Last but not least don’t forget to consider clinical correlations, after all, your training to become clinicians, not anatomists. Learning why the anatomy is clinically relevant will help you become a better diagnostician, but also make it more interesting to learn. It’s far easier to remember things when they have relevance to us. Let’s take the thorax, I often ask students when discussing the relationships of the heart what is behind the left atrium? If I told you the oblique sinus and the oesophagus, you might remember it. However, if I explained that due to the proximity of the oesophagus and left atrium this provides a better way of obtaining clearer images of the heart (using transoesophageal echocardiography), in particular, the left atrium, septum, thoracic aorta and the heart valves, then the anatomical knowledge becomes clinically relevant. Understanding the proximity between the left atrium and oesophagus means you also appreciate that disease in one of the structures may affect the other, such as severe left atrial enlargement causing compression of the oesophagus and the patient presenting with dysphagia. Linking anatomy to its clinical relevance should help you remember your anatomy and hopefully make you better clinicians.

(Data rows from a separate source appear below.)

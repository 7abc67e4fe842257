// Copyright 2025. Jonas Kruckenberg
//
// Licensed under the Apache License, Version 2.0, <LICENSE-APACHE or
// http://apache.org/licenses/LICENSE-2.0> or the MIT license <LICENSE-MIT or
// http://opensource.org/licenses/MIT>, at your option. This file may not be
// copied, modified, or distributed except according to those terms.

//! First-fit allocator over a single contiguous region with in-band block headers.
//!
//! The region is tiled by blocks without gaps. Every block starts with a [`HEADER_SIZE`] byte
//! header `{ last_blk, size }` followed by `size` payload bytes, so the next block starts at
//! `offset + HEADER_SIZE + size`:
//!
//! ```text
//! | last_blk | size | payload ... | last_blk | size | payload ... | ...
//! ^-- block 0 --------------------^-- block 1 ---------------------
//! ```
//!
//! `last_blk` is zero for free blocks. For used blocks it links back to the preceding block (or
//! holds a sentinel for the very first block), which lets `free` find its left neighbour without
//! scanning. Headers are addressed by their offset into the storage, so the metadata stays valid
//! even if the storage itself is moved.
//!
//! Allocation sizes are rounded up to 4 bytes. If carving a block would leave a tail too small to
//! be useful (at most `HEADER_SIZE + MINIMUM_BLOCKSIZE` bytes) the tail is handed out along with
//! the block instead of becoming a new free block. Freeing a block merges it with free immediate
//! neighbours; there is no other compaction.

use core::fmt;

use crate::backend::{HeapBackend, HeapUsage};
use crate::{Address, Error, Result, read_word, write_word};

/// Size of the in-band header preceding every block.
pub const HEADER_SIZE: usize = 2 * size_of::<usize>();
/// Free blocks smaller than this are never created.
pub const MINIMUM_BLOCKSIZE: usize = 4;

const ALIGN: usize = 4;
const WORD: usize = size_of::<usize>();

/// `last_blk` value of a free block.
const FREE: usize = 0;
/// `last_blk` value of the first block of the heap while it is in use.
const NO_PREDECESSOR: usize = usize::MAX;

static_assertions::const_assert!(HEADER_SIZE % ALIGN == 0);

#[derive(Debug, Clone, Copy, PartialEq, Eq)]
struct BlockHeader {
    last_blk: usize,
    size: usize,
}

impl BlockHeader {
    const fn is_free(self) -> bool {
        self.last_blk == FREE
    }
}

/// Encodes a block offset as a non-zero backward link.
const fn link(offset: usize) -> usize {
    offset + HEADER_SIZE
}

const fn next_offset(offset: usize, size: usize) -> usize {
    offset + HEADER_SIZE + size
}

/// A block as seen by [`FixedRangeHeap::blocks`].
#[derive(Debug, Clone, Copy, PartialEq, Eq)]
pub struct BlockInfo {
    /// Start of the payload.
    pub addr: Address,
    /// Payload size.
    pub size: usize,
    pub free: bool,
}

/// First-fit heap over the bytes of `S`.
pub struct FixedRangeHeap<S> {
    storage: S,
    /// Managed length, the storage length rounded down to 4.
    len: usize,
}

impl<S: AsRef<[u8]> + AsMut<[u8]>> FixedRangeHeap<S> {
    /// Turns `storage` into an empty heap consisting of one free block.
    ///
    /// Payload addresses are 4-byte aligned relative to the start of `storage`, so the storage
    /// itself should start 4-byte aligned.
    ///
    /// # Errors
    ///
    /// Returns [`Error::RegionTooSmall`] if the storage cannot hold more than two block headers.
    pub fn new(storage: S) -> Result<Self> {
        let size = storage.as_ref().len();
        let len = size & !(ALIGN - 1);

        if len <= 2 * HEADER_SIZE {
            return Err(Error::RegionTooSmall {
                size,
                required: 2 * HEADER_SIZE + ALIGN,
            });
        }

        let mut this = Self { storage, len };
        this.write_header(
            0,
            BlockHeader {
                last_blk: FREE,
                size: len - HEADER_SIZE,
            },
        );

        log::debug!(
            "fixed range heap at {}..={} ({len} bytes)",
            this.base(),
            this.end()
        );

        Ok(this)
    }

    pub fn allocate(&mut self, size: usize) -> Option<Address> {
        if size == 0 {
            return None;
        }
        let size = crate::align_up(size, ALIGN)?;

        let mut offset = 0;
        let mut predecessor = NO_PREDECESSOR;

        while offset < self.len {
            let block = self.read_header(offset);

            if block.is_free() && block.size >= size {
                self.carve(offset, block, size, predecessor);

                let addr = self.payload_addr(offset);
                log::trace!("allocated {size} bytes at {addr}");
                return Some(addr);
            }

            predecessor = link(offset);
            offset = next_offset(offset, block.size);
        }

        log::warn!("out of memory, no free block of {size} bytes");
        None
    }

    pub fn allocate_zeroed(&mut self, size: usize) -> Option<Address> {
        let addr = self.allocate(size)?;
        if let Some(payload) = self.payload_mut(addr) {
            payload.fill(0);
        }
        Some(addr)
    }

    /// Marks the free block at `offset` as used with a payload of at least `size` bytes, splitting
    /// off the tail as a new free block if it is large enough.
    fn carve(&mut self, offset: usize, block: BlockHeader, size: usize, predecessor: usize) {
        let leftover = block.size - size;

        let size = if leftover > HEADER_SIZE + MINIMUM_BLOCKSIZE {
            let fragment = next_offset(offset, size);
            let fragment_size = leftover - HEADER_SIZE;

            self.write_header(
                fragment,
                BlockHeader {
                    last_blk: FREE,
                    size: fragment_size,
                },
            );

            let following = next_offset(fragment, fragment_size);
            if following < self.len {
                let mut next = self.read_header(following);
                debug_assert!(!next.is_free(), "free block followed by a free block");
                if !next.is_free() {
                    next.last_blk = link(fragment);
                    self.write_header(following, next);
                }
            }

            size
        } else {
            block.size
        };

        self.write_header(
            offset,
            BlockHeader {
                last_blk: predecessor,
                size,
            },
        );
    }

    /// Frees the block at `addr`, merging it with free neighbours, and returns its payload size.
    ///
    /// # Errors
    ///
    /// Returns [`Error::InvalidPointer`] if `addr` is not the payload address of a used block of
    /// this heap.
    pub fn free(&mut self, addr: Address) -> Result<usize> {
        if addr.is_null() {
            return Ok(0);
        }

        let Some(offset) = self.block_offset(addr) else {
            log::warn!("attempted to free {addr} which is not a block of this heap");
            return Err(Error::InvalidPointer(addr));
        };

        let block = self.read_header(offset);
        if block.is_free() {
            log::warn!("attempted to free already freed block {addr}");
            return Err(Error::InvalidPointer(addr));
        }

        let mut current = offset;
        let mut merged = BlockHeader {
            last_blk: FREE,
            size: block.size,
        };
        self.write_header(offset, merged);

        if let Some(pred_offset) = self.link_target(block.last_blk) {
            let pred = self.read_header(pred_offset);

            if pred.is_free() {
                merged.size = pred.size + HEADER_SIZE + merged.size;
                self.write_header(pred_offset, merged);
                self.clear_header(offset);
                current = pred_offset;
            }
        }

        let successor = next_offset(current, merged.size);
        if successor < self.len {
            let succ = self.read_header(successor);

            if succ.is_free() {
                merged.size += HEADER_SIZE + succ.size;
                self.write_header(current, merged);
                self.clear_header(successor);
            }
        }

        let following = next_offset(current, merged.size);
        if following < self.len {
            let mut next = self.read_header(following);
            if !next.is_free() {
                next.last_blk = link(current);
                self.write_header(following, next);
            }
        }

        log::trace!("freed {} bytes at {addr}", block.size);
        Ok(block.size)
    }

    /// The payload bytes of the used block at `addr`.
    pub fn payload_mut(&mut self, addr: Address) -> Option<&mut [u8]> {
        let offset = self.block_offset(addr)?;
        let block = self.read_header(offset);
        if block.is_free() {
            return None;
        }

        let start = offset + HEADER_SIZE;
        Some(&mut self.storage.as_mut()[start..start + block.size])
    }

    fn write_header(&mut self, offset: usize, header: BlockHeader) {
        let bytes = self.storage.as_mut();
        write_word(bytes, offset, header.last_blk);
        write_word(bytes, offset + WORD, header.size);
    }

    fn clear_header(&mut self, offset: usize) {
        self.storage.as_mut()[offset..offset + HEADER_SIZE].fill(0);
    }
}

impl<S: AsRef<[u8]>> FixedRangeHeap<S> {
    /// Address of the first byte of the region.
    pub fn base(&self) -> Address {
        Address::from_ptr(self.storage.as_ref().as_ptr())
    }

    /// Address of the last valid byte of the region.
    pub fn end(&self) -> Address {
        self.base().add(self.len - 1)
    }

    pub fn storage(&self) -> &S {
        &self.storage
    }

    /// Payload size of the block at `addr`, `0` if `addr` cannot be a block of this heap.
    ///
    /// Only bounds and alignment are checked, so an address pointing into the middle of a
    /// payload yields garbage.
    pub fn size_of(&self, addr: Address) -> usize {
        self.header_offset(addr)
            .map_or(0, |offset| self.read_header(offset).size)
    }

    pub fn payload(&self, addr: Address) -> Option<&[u8]> {
        let offset = self.block_offset(addr)?;
        let block = self.read_header(offset);
        if block.is_free() {
            return None;
        }

        let start = offset + HEADER_SIZE;
        Some(&self.storage.as_ref()[start..start + block.size])
    }

    /// Iterates all blocks, used and free, in address order.
    pub fn blocks(&self) -> Blocks<'_, S> {
        Blocks {
            heap: self,
            offset: 0,
        }
    }

    pub fn usage(&self) -> HeapUsage {
        let (used, blocks) = self
            .blocks()
            .filter(|block| !block.free)
            .fold((0, 0), |(used, blocks), block| (used + block.size, blocks + 1));

        HeapUsage {
            used,
            blocks,
            capacity: Some(self.len - HEADER_SIZE),
        }
    }

    /// Walks all headers and verifies the block invariants.
    ///
    /// # Errors
    ///
    /// Returns [`Error::Corrupted`] if the blocks do not tile the region exactly, a used block does
    /// not link back to its predecessor, or two free blocks are adjacent.
    pub fn check(&self) -> Result<()> {
        let mut offset = 0;
        let mut prev: Option<(usize, BlockHeader)> = None;

        while offset < self.len {
            if offset + HEADER_SIZE > self.len {
                return Err(Error::Corrupted("block header crosses the end of the heap"));
            }

            let block = self.read_header(offset);

            if block.is_free() {
                if prev.is_some_and(|(_, prev)| prev.is_free()) {
                    return Err(Error::Corrupted("adjacent free blocks were not coalesced"));
                }
            } else {
                let expected = prev.map_or(NO_PREDECESSOR, |(prev, _)| link(prev));
                if block.last_blk != expected {
                    return Err(Error::Corrupted(
                        "backward link does not point at the preceding block",
                    ));
                }
            }

            prev = Some((offset, block));
            offset = offset
                .checked_add(HEADER_SIZE + block.size)
                .ok_or(Error::Corrupted("block size overflows"))?;
        }

        if offset == self.len {
            Ok(())
        } else {
            Err(Error::Corrupted("blocks do not tile the heap"))
        }
    }

    fn payload_addr(&self, offset: usize) -> Address {
        self.base().add(offset + HEADER_SIZE)
    }

    /// Offset of the header belonging to the payload at `addr`, checking only bounds and
    /// alignment.
    fn header_offset(&self, addr: Address) -> Option<usize> {
        let offset = addr
            .get()
            .checked_sub(self.base().get())?
            .checked_sub(HEADER_SIZE)?;

        (offset % ALIGN == 0 && offset + HEADER_SIZE <= self.len).then_some(offset)
    }

    /// Like [`Self::header_offset`] but also walks the heap to make sure a block starts there.
    fn block_offset(&self, addr: Address) -> Option<usize> {
        let offset = self.header_offset(addr)?;

        let mut cur = 0;
        while cur < offset {
            cur = next_offset(cur, self.read_header(cur).size);
        }

        (cur == offset).then_some(offset)
    }

    /// The header offset a backward link points at, if it lies inside the heap.
    fn link_target(&self, last_blk: usize) -> Option<usize> {
        if last_blk == FREE || last_blk == NO_PREDECESSOR {
            return None;
        }

        let offset = last_blk.checked_sub(HEADER_SIZE)?;
        (offset + HEADER_SIZE <= self.len).then_some(offset)
    }

    fn read_header(&self, offset: usize) -> BlockHeader {
        let bytes = self.storage.as_ref();
        BlockHeader {
            last_blk: read_word(bytes, offset),
            size: read_word(bytes, offset + WORD),
        }
    }
}

impl<S: AsRef<[u8]>> fmt::Debug for FixedRangeHeap<S> {
    fn fmt(&self, f: &mut fmt::Formatter<'_>) -> fmt::Result {
        f.debug_struct("FixedRangeHeap")
            .field("base", &self.base())
            .field("len", &self.len)
            .field("blocks", &self.blocks())
            .finish_non_exhaustive()
    }
}

impl<S: AsRef<[u8]> + AsMut<[u8]>> HeapBackend for FixedRangeHeap<S> {
    fn allocate(&mut self, size: usize) -> Option<Address> {
        FixedRangeHeap::allocate(self, size)
    }

    fn allocate_zeroed(&mut self, size: usize) -> Option<Address> {
        FixedRangeHeap::allocate_zeroed(self, size)
    }

    unsafe fn free(&mut self, addr: Address) -> Result<usize> {
        FixedRangeHeap::free(self, addr)
    }

    unsafe fn size_of(&self, addr: Address) -> usize {
        FixedRangeHeap::size_of(self, addr)
    }

    fn usage(&self) -> HeapUsage {
        FixedRangeHeap::usage(self)
    }
}

/// Iterator over the blocks of a [`FixedRangeHeap`].
pub struct Blocks<'a, S> {
    heap: &'a FixedRangeHeap<S>,
    offset: usize,
}

impl<S> Clone for Blocks<'_, S> {
    fn clone(&self) -> Self {
        Self {
            heap: self.heap,
            offset: self.offset,
        }
    }
}

impl<S: AsRef<[u8]>> Iterator for Blocks<'_, S> {
    type Item = BlockInfo;

    fn next(&mut self) -> Option<Self::Item> {
        if self.offset + HEADER_SIZE > self.heap.len {
            return None;
        }

        let header = self.heap.read_header(self.offset);
        let block = BlockInfo {
            addr: self.heap.payload_addr(self.offset),
            size: header.size,
            free: header.is_free(),
        };

        self.offset = next_offset(self.offset, header.size);
        Some(block)
    }
}

impl<S: AsRef<[u8]>> fmt::Debug for Blocks<'_, S> {
    fn fmt(&self, f: &mut fmt::Formatter<'_>) -> fmt::Result {
        f.debug_list().entries(self.clone()).finish()
    }
}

Regarding specific resources for learning clinical anatomy, most core books have small sections in each chapter, for more comprehensive resources consider looking at Clinical Anatomy By Regions by Dr Richard Snell or Clinical Anatomy by Prof Harold Ellis. For online resources check out Lachman’s clinical studies in anatomy.

I hope you’ve found this post insightful and please make sure you revisit your anatomy, not just before exams, but throughout your professional career, as with many things revisiting topics often yields greater insights.